Neural Processes

Recently, Deepmind published Neural Processes at ICML, billed as a deep learning version of Gaussian processes. In addition, Kaspar Martens published a blog post with some visuals I can't hope to match here. Before proceeding, I recommend checking out both.

This post is to show the link between these and VAEs, which I feel is quite illuminating, and to demonstrate some shortfalls of the method. I suggest a working knowledge of VAEs before proceeding. In addition, I will be briefly skimming past the theory of Neural Processes - reading the paper and Kaspar's blog are assumed prequisites.

Lastly, I'm going to point out what I consider to be some fairly major issues I have found with the method. I reached out directly to one of the authors of the paper to discuss these, but got no response. I am happy to discuss if people thing these shortfalls are a result of error and/or misinterpretation on my end, people think they are not a big deal or anything. I have not seen these covered or discussed anywhere else, so this is a discussion of what appear to be shortcomings in the approach, rather than an attack on the paper (which for the record I really like).

A recap of VAEs

A VAE has a simple pipeline:

  • Data, $X$ fed in 'encoder network' which ouputs a mean and variance for $q(Z \mid X)$.
  • For each data point, a latent sample is generated from $q$ using the reparametrisation trick.
  • This sample is then fed back into the 'decoder network' which outputs the mean and variance for $p(x \mid z)$.
  • Samples of the reconstructed datapoints are generated (although often it's just the mean).

VAE

Comparison with Neural Processes

VAEs encode a single data point, into a latent representation, and the reconstruct that data point from its latent variable. This is fine if we are learning latent representations for images, but if we want to do this for functions, we need an additional step.

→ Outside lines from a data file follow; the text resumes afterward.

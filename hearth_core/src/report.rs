//! # Report Assembly
//!
//! Renders an [`Evaluation`] as a markdown-flavoured plain-text document
//! suitable for download.
//!
//! Precision: areas and volumes 1 decimal, powers 2 decimals, percentages
//! 0 decimals, refuel time 1 decimal.

use chrono::{DateTime, Utc};

use crate::calculations::recommendation::{Recommendation, SAFETY_MARGIN};
use crate::evaluation::{Evaluation, EvaluationInput};

/// Closing note printed at the end of every report
pub const DISCLAIMER: &str = "*This estimate is preliminary. Selecting equipment precisely \
requires a specialist consultation and a detailed thermal audit of the building.*";

/// What to include beyond the fixed sections
#[derive(Debug, Clone, Copy, PartialEq, Eq)]
pub struct ReportOptions {
    /// Per-model output table
    pub model_table: bool,
    /// Formulas used, from the equation registry
    pub equations: bool,
    /// Generation time printed under the title
    pub generated_at: Option<DateTime<Utc>>,
}

impl Default for ReportOptions {
    fn default() -> Self {
        ReportOptions {
            model_table: true,
            equations: true,
            generated_at: None,
        }
    }
}

impl ReportOptions {
    /// Only the fixed sections
    pub fn summary() -> Self {
        ReportOptions {
            model_table: false,
            equations: false,
            generated_at: None,
        }
    }

    pub fn with_timestamp(self, at: DateTime<Utc>) -> Self {
        ReportOptions {
            generated_at: Some(at),
            ..self
        }
    }

    /// Stamp with the current time
    pub fn stamped(self) -> Self {
        self.with_timestamp(Utc::now())
    }
}

/// Whole numbers without a fraction, everything else in shortest form
fn number(v: f64) -> String {
    if v.fract() == 0.0 && v.is_finite() {
        format!("{:.0}", v)
    } else {
        format!("{}", v)
    }
}

/// Shortest form, but always with a fractional part (100 -> "100.0")
fn decimal(v: f64) -> String {
    if v.fract() == 0.0 && v.is_finite() {
        format!("{:.1}", v)
    } else {
        format!("{}", v)
    }
}

/// Download filename, e.g. `Musson_Report_A100.0_H2.5_T-20.txt`
pub fn report_filename(input: &EvaluationInput) -> String {
    format!(
        "Musson_Report_A{}_H{}_T{}.txt",
        decimal(input.area_m2),
        decimal(input.height_m),
        number(input.t_out_c)
    )
}

/// Render the report.
pub fn render_report(input: &EvaluationInput, evaluation: &Evaluation, options: &ReportOptions) -> String {
    let mut out = String::with_capacity(2_000);

    out.push_str("# Furnace Selection Report \"Муссон\"\n\n");
    if let Some(at) = options.generated_at {
        out.push_str(&format!("Generated: {}\n\n", at.format("%Y-%m-%d %H:%M UTC")));
    }

    out.push_str("## 1. Room and Climate\n");
    out.push_str(&format!("- Floor area: {:.1} m²\n", input.area_m2));
    out.push_str(&format!("- Ceiling height: {:.1} m\n", input.height_m));
    out.push_str(&format!("- Room volume: {:.1} m³\n", input.area_m2 * input.height_m));
    out.push_str(&format!("- Wall construction: {}\n", input.construction));
    out.push_str(&format!("- Wall / insulation thickness: {} cm\n", number(input.thickness_cm)));
    out.push_str(&format!("- Indoor temperature: {} °C\n", number(input.t_in_c)));
    out.push_str(&format!("- Outdoor temperature: {} °C\n\n", number(input.t_out_c)));

    out.push_str("## 2. Heat Loss\n");
    out.push_str(&format!(
        "- **Heat loss to compensate: {:.2} kW**\n",
        evaluation.heat_loss.total_kw
    ));
    out.push_str(&format!(
        "- With {:.0}% margin: **{:.2} kW**\n\n",
        (SAFETY_MARGIN - 1.0) * 100.0,
        evaluation.required_load_kw
    ));

    out.push_str("## 3. Firing\n");
    out.push_str(&format!("- Firewood: {}\n", input.species));
    out.push_str(&format!("- Firebox fill: {:.0}%\n", input.fill_percent));
    out.push_str(&format!("- Furnace efficiency: {:.0}%\n", input.efficiency_percent));
    out.push_str(&format!("- Burn duration per charge: {} h\n\n", number(input.burn_hours)));

    out.push_str("## 4. Recommendation\n");
    match &evaluation.recommendation {
        Recommendation::Single {
            model,
            refuel_interval_h,
            ..
        } => {
            out.push_str(&format!("- **Recommended model: {}**\n", model));
            out.push_str(&format!(
                "- **Refuelling:** to hold about {} °C, load the next charge **every {:.1} h.**\n",
                number(input.t_in_c),
                refuel_interval_h
            ));
        }
        Recommendation::Cascade(cascade) => {
            out.push_str("- No single model covers the heat loss.\n");
            out.push_str(&format!(
                "- **Cascade:** as an alternative, install {}.\n",
                cascade.descriptor()
            ));
        }
        Recommendation::None => {
            out.push_str("- No single model covers the heat loss.\n");
        }
    }

    let mut section = 5;

    if options.model_table && !evaluation.runs.is_empty() {
        out.push_str(&format!("\n## {}. Output per Model\n\n", section));
        out.push_str("| Model | Firebox, L | Usable energy, kWh | Average, kW | Peak, kW |\n");
        out.push_str("|-------|-----------:|-------------------:|------------:|---------:|\n");
        for run in &evaluation.runs {
            out.push_str(&format!(
                "| {} | {} | {:.1} | {:.2} | {:.2} |\n",
                run.name(),
                number(run.model.volume_l),
                run.burn.charge.usable_energy_kwh,
                run.average_power_kw(),
                run.burn.peak_power_kw
            ));
        }
        section += 1;
    }

    if options.equations && !evaluation.equations.is_empty() {
        out.push_str(&format!("\n## {}. Formulas Used\n", section));
        for (category, equations) in evaluation.equation_tracker().by_category() {
            out.push_str(&format!("\n### {}\n", category.display_name()));
            for eq in equations {
                let meta = eq.metadata();
                out.push_str(&format!(
                    "- {}: `{}` ({})\n",
                    meta.name,
                    meta.formula_plain,
                    meta.reference.citation()
                ));
            }
        }
    }

    out.push_str("\n---\n");
    out.push_str(DISCLAIMER);
    out.push('\n');
    out
}

#[cfg(test)]
mod tests {
    use super::*;
    use crate::calculations::wall::WallConstruction;
    use crate::catalog::Catalog;
    use crate::equations::Equation;
    use crate::evaluation::evaluate;
    use chrono::TimeZone;

    fn reference() -> (EvaluationInput, Evaluation) {
        let input = EvaluationInput::default();
        let evaluation = evaluate(&input, Catalog::builtin()).unwrap();
        (input, evaluation)
    }

    #[test]
    fn test_filename() {
        let (input, _) = reference();
        assert_eq!(report_filename(&input), "Musson_Report_A100.0_H2.5_T-20.txt");

        let other = EvaluationInput {
            area_m2: 62.5,
            height_m: 3.0,
            t_out_c: 5.0,
            ..input
        };
        assert_eq!(report_filename(&other), "Musson_Report_A62.5_H3.0_T5.txt");
    }

    #[test]
    fn test_reference_report_sections() {
        let (input, evaluation) = reference();
        let text = render_report(&input, &evaluation, &ReportOptions::default());

        assert!(text.contains("- Floor area: 100.0 m²"));
        assert!(text.contains("- Room volume: 250.0 m³"));
        assert!(text.contains("- Wall construction: Brick"));
        assert!(text.contains("- Wall / insulation thickness: 40 cm"));
        assert!(text.contains("- Outdoor temperature: -20 °C"));
        assert!(text.contains("**Heat loss to compensate: 9.21 kW**"));
        assert!(text.contains("With 20% margin: **11.05 kW**"));
        assert!(text.contains("- Firebox fill: 80%"));
        assert!(text.contains("- Furnace efficiency: 85%"));
        assert!(text.contains("**Recommended model: Муссон 2000**"));
        assert!(text.contains("**every 7.0 h.**"));
        assert!(!text.contains("Cascade"));
        assert!(text.contains("| Муссон 600 | 125 |"));
        assert!(text.contains("## 6. Formulas Used"));
        assert!(text.trim_end().ends_with(DISCLAIMER));
    }

    #[test]
    fn test_timestamp_only_when_requested() {
        let (input, evaluation) = reference();
        let plain = render_report(&input, &evaluation, &ReportOptions::default());
        assert!(!plain.contains("Generated:"));

        let at = Utc.with_ymd_and_hms(2026, 10, 17, 9, 30, 0).unwrap();
        let stamped = render_report(&input, &evaluation, &ReportOptions::default().with_timestamp(at));
        assert!(stamped.contains("Generated: 2026-10-17 09:30 UTC"));
    }

    #[test]
    fn test_formulas_grouped_by_category() {
        let (input, evaluation) = reference();
        let text = render_report(&input, &evaluation, &ReportOptions::default());
        let appendix = &text[text.find("Formulas Used").unwrap()..];

        let headings: Vec<usize> = evaluation
            .equation_tracker()
            .by_category()
            .iter()
            .map(|(category, _)| appendix.find(&format!("### {}", category.display_name())).unwrap())
            .collect();
        assert!(headings.len() >= 3);
        assert!(headings.windows(2).all(|w| w[0] < w[1]));
        assert!(appendix.contains("`P_peak = 2 * P_avg`"));
        assert!(!appendix.contains(&Equation::CascadeCount.metadata().name));
    }

    #[test]
    fn test_summary_omits_appendix() {
        let (input, evaluation) = reference();
        let text = render_report(&input, &evaluation, &ReportOptions::summary());
        assert!(!text.contains("Output per Model"));
        assert!(!text.contains("Formulas Used"));
        assert!(text.contains(DISCLAIMER));
    }

    #[test]
    fn test_cascade_report() {
        let input = EvaluationInput {
            area_m2: 2000.0,
            height_m: 6.0,
            construction: WallConstruction::Brick,
            thickness_cm: 5.0,
            t_in_c: 70.0,
            t_out_c: -50.0,
            burn_hours: 24.0,
            ..EvaluationInput::default()
        };
        let evaluation = evaluate(&input, Catalog::builtin()).unwrap();
        let text = render_report(&input, &evaluation, &ReportOptions::default());
        assert!(text.contains("No single model covers the heat loss."));
        assert!(text.contains("× Муссон 2000."));
        assert!(!text.contains("Recommended model"));
    }

    #[test]
    fn test_number_formatting() {
        assert_eq!(number(40.0), "40");
        assert_eq!(number(-20.0), "-20");
        assert_eq!(number(2.5), "2.5");
        assert_eq!(decimal(100.0), "100.0");
        assert_eq!(decimal(2.55), "2.55");
    }
}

A function graph (e.g. (X, sin(X)), is defined over many sample points. Consider embedding the following function:

In [1]:
import numpy as np
import matplotlib.pyplot as plt
%matplotlib inline

x = np.arange(-4,5)
y = np.sin(x)

plt.scatter(x,y)
Out[1]:
<matplotlib.collections.PathCollection at 0x2617f6e7978>

What we think of as our 'function space' is actually defined by the collection of x,y co-ordinates of all these data points. If we proceed niavely, we can just feed this into a VAE, as it wouldn't capture the correct thing. So what we do is introduce an intermediate step, of production a 'function representation', which is a single representation for all the data points. If you have ever done any NLP, it's the same concept as a sentence or document embedding. Hopefully the equivalence is clear between the below diagram and the previous one for a vanilla VAE.

NP

So as the diagrams hopefully illustrate, the two main differences are that we have an additional 'preprocessing' step where we turn multiple points from a function into a single representation, and when we 'reconstruct' we use both the latent representation and the $X^{*}$ we want to predict at.

Pytorch Implementation of Neural Processes

Here I have a very simple PyTorch implementation, that follows exactly the same lines as the first example in Kaspar's blog post. I also used his R-Tensorflow code at points the debug some problems in my own code, so a big thank you to him for releasing his code!

In [2]:
import numpy as np
import torch
import matplotlib.pyplot as plt
%matplotlib inline
In [3]:
class REncoder(torch.nn.Module):
    """Encodes inputs of the form (x_i,y_i) into representations, r_i."""
    
    def __init__(self, in_dim, out_dim, init_func = torch.nn.init.normal_):
        super(REncoder, self).__init__()
        self.l1_size = 8
        
        self.l1 = torch.nn.Linear(in_dim, self.l1_size)
        self.l2 = torch.nn.Linear(self.l1_size, out_dim)
        
        self.a = torch.nn.ReLU()
        
        if init_func is not None:
            init_func(self.l1.weight)
            init_func(self.l2.weight)
        
    def forward(self, inputs):
        return self.l2(self.a(self.l1(inputs)))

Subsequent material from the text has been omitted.